The buff-collared nightjar has two subspecies, the nominate Antrostomus ridgwayi ridgwayi and A. r. troglodytes. For a time it was included in genus Caprimulgus but was later restored to its original genus.

==Description==

The buff-collared nightjar is 22 to 23 cm long. "A. r. ridgwayi" weigh 39.8 to 61.0 g; one male A. r. troglodytes weighed 51.0 g. The head, upperparts, and tail are brownish gray with gray, cream, and rust markings. It has a bright cinnamon buff collar on the hindneck and a narrow buffy white band under the throat.
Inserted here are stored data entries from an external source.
//! Exit rules: candidate days for closing a position.
//!
//! Every day in an exit window is compared with the same reference price: the
//! close of the bar immediately before the window.

use super::RuleScore;
use crate::domain::IndicatorBar;
use crate::indicators::IndicatorWindows;

/// Highest attainable exit score.
pub const MAX_EXIT_SCORE: f64 = 2.0;

#[derive(Debug, Clone)]
pub struct ExitRules {
    short_period: usize,
}

impl ExitRules {
    pub fn new(windows: &IndicatorWindows) -> Self {
        Self {
            short_period: windows.short,
        }
    }

    /// Score `day` against the fixed `reference_price` of the window.
    pub fn evaluate(&self, day: &IndicatorBar, reference_price: f64) -> RuleScore {
        let close = day.close();
        let mut out = RuleScore::default();

        if close < day.sma_short {
            out.award(1.0, format!("Below {}-period SMA", self.short_period));
        }
        if close < reference_price {
            out.award(1.0, "Below reference price");
        }

        out
    }
}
The wings are brownish black with cinnamon buff bands. The breast is brownish gray and the belly tan with dark brown bars. The ends of the two outermost tail feathers have much white in the male and a small amount of buff in the female.
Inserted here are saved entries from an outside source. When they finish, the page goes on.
//! IndicatorBar: a bar with its trailing indicators attached.

use super::Bar;
use chrono::NaiveDate;
use serde::{Deserialize, Serialize};

/// A [`Bar`] augmented with the derived indicators the signal rules read.
///
/// Every field is defined: the pipeline never emits a row with a missing or
/// non-finite indicator.
#[derive(Debug, Clone, Copy, PartialEq, Serialize, Deserialize)]
pub struct IndicatorBar {
    pub bar: Bar,
    /// Mean close over the short trailing window (inclusive of this bar).
    pub sma_short: f64,
    /// Mean close over the long trailing window (inclusive of this bar).
    pub sma_long: f64,
    /// Volume over the mean volume of the trailing relative-volume window.
    pub rvol: f64,
}

impl IndicatorBar {
    pub fn date(&self) -> NaiveDate {
        self.bar.date
    }

    pub fn close(&self) -> f64 {
        self.bar.close
    }
}
//! Domain types for the screener

pub mod bar;
pub mod indicator_bar;
pub mod scored_day;

pub use bar::Bar;
pub use indicator_bar::IndicatorBar;
pub use scored_day::{round_cents, ScoredDay};

/// Symbol type alias
pub type Symbol = String;
//! Synthetic provider for offline runs.
//!
//! Produces a deterministic random walk from a starting price of 40.0, seeded
//! from the symbol name, on weekdays only. The output is clearly fake and is
//! tagged `DataSource::Synthetic` wherever it is reported.

use super::provider::{DataError, DataProvider, DataSource, FetchResult, RawBar};
use chrono::{Datelike, NaiveDate, Weekday};
use rand::rngs::StdRng;
use rand::{Rng, SeedableRng};

#[derive(Debug, Clone, Default)]
pub struct SyntheticProvider;

/// Generate the synthetic history for `symbol` between `start` and `end`.
pub fn generate_bars(symbol: &str, start: NaiveDate, end: NaiveDate) -> Vec<RawBar> {
    let seed: [u8; 32] = *blake3::hash(symbol.as_bytes()).as_bytes();
    let mut rng = StdRng::from_seed(seed);

    let mut bars = Vec::new();
    let mut price = 40.0_f64;

    for current in start.iter_days().take_while(|d| *d <= end) {
        if matches!(current.weekday(), Weekday::Sat | Weekday::Sun) {
            continue;
        }

        let daily_return: f64 = rng.gen_range(-0.04..0.04);
        let open = price * (1.0 + rng.gen_range(-0.01..0.01));
        let close = price * (1.0 + daily_return);
        let high = open.max(close) * (1.0 + rng.gen_range(0.0..0.015));
        let low = open.min(close) * (1.0 - rng.gen_range(0.0..0.015));
        let volume = rng.gen_range(500_000.0..5_000_000.0_f64).round();

        bars.push(RawBar {
            date: current,
            open,
            high,
            low,
            close,
            volume,
        });

        price = close;
    }

    bars
}

impl DataProvider for SyntheticProvider {
    fn name(&self) -> &str {
        "synthetic"
    }

    fn fetch(
        &self,
        symbol: &str,
        start: NaiveDate,
        end: NaiveDate,
    ) -> Result<FetchResult, DataError> {
        Ok(FetchResult {
            symbol: symbol.to_string(),
            bars: generate_bars(symbol, start, end),
            source: DataSource::Synthetic,
        })
    }

    fn is_available(&self) -> bool {
        true
    }
}

#[cfg(test)]
mod tests {
    use super::*;

    fn range() -> (NaiveDate, NaiveDate) {
        (
            NaiveDate::from_ymd_opt(2024, 1, 1).unwrap(),
            NaiveDate::from_ymd_opt(2024, 3, 31).unwrap(),
        )
    }

    #[test]
    fn deterministic_per_symbol() {
        let (start, end) = range();
        assert_eq!(generate_bars("GBTC", start, end), generate_bars("GBTC", start, end));
        assert_ne!(generate_bars("GBTC", start, end), generate_bars("IBIT", start, end));
    }

    #[test]
    fn weekdays_only_and_sane() {
        let (start, end) = range();
        let bars = generate_bars("GBTC", start, end);
        assert!(!bars.is_empty());
        for bar in &bars {
            assert!(!matches!(bar.date.weekday(), Weekday::Sat | Weekday::Sun));
            assert!(bar.high >= bar.low);
            assert!(bar.low > 0.0);
            assert!(bar.volume > 0.0);
        }
        assert!(bars.windows(2).all(|w| w[0].date < w[1].date));
    }
}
==Distribution and habitat==

The nominate subspecies of buff-collared nightjar breeds from southeastern Arizona south through central Mexico to Morelos; it migrates from that area in winter. It is a year round resident in western Mexico from southern Sonora to Chiapas. A. r. troglodytes is a year round resident of Guatemala, Honduras, and possibly Nicaragua. They inhabit a variety of landscapes including thickly vegetated ravines and canyons in the arid north and thorn scrub and moister pine-oak woodlands to the south. In the U.S. it is typically found between 933 and 1400 m of elevation. It nests as low as sea level and as high as 3000 m in Mexico, and in Honduras is found between 900 and 1650 m.

==Behavior==
The buff-collared nightjar is most active at dawn and dusk but is also nocturnal. During the day it roosts on the ground under low vegetation, typically on steep ground with its head pointing downhill.

===Feeding===

The buff-collared nightjar forages by flying from a perch or the ground to as high as 10 m and returns to the same spot. It hunts from dusk well into the night and again near dawn. Its diet of nocturnal flying insects has not been detailed.

===Breeding===

The buff-collared nightjar's breeding season has not been fully defined but includes at least April to June. The clutch of two eggs is laid directly on the ground without a nest, though larger rocks may be pushed away. It is typically in a shady spot. There is at least one observation of an adult giving a broken-wing display, apparently to distract two canyon walkers from its nest.

===Vocalization===

The male buff-collared nightjar's song is a "long rising, accelerating series of cuk notes ending in cuk-a-cheea that drops suddenly at the end." Both sexes make "chuck" calls; males give a "quirr" call. It typically sings the most at dawn and dusk but will continue intermittently through the night. It sings nightly between mid May and early August and infrequently during the rest of the year.

==Status==

The IUCN has assessed the buff-collared nightjar as being of Least Concern. It has a very large range and an estimated population of 2,000,000, though that number is believed to be decreasing. No immediate threats have been determined. There is potential for habitat loss in Mexico; virtually all of its tiny U.S. range is protected in some way from that threat.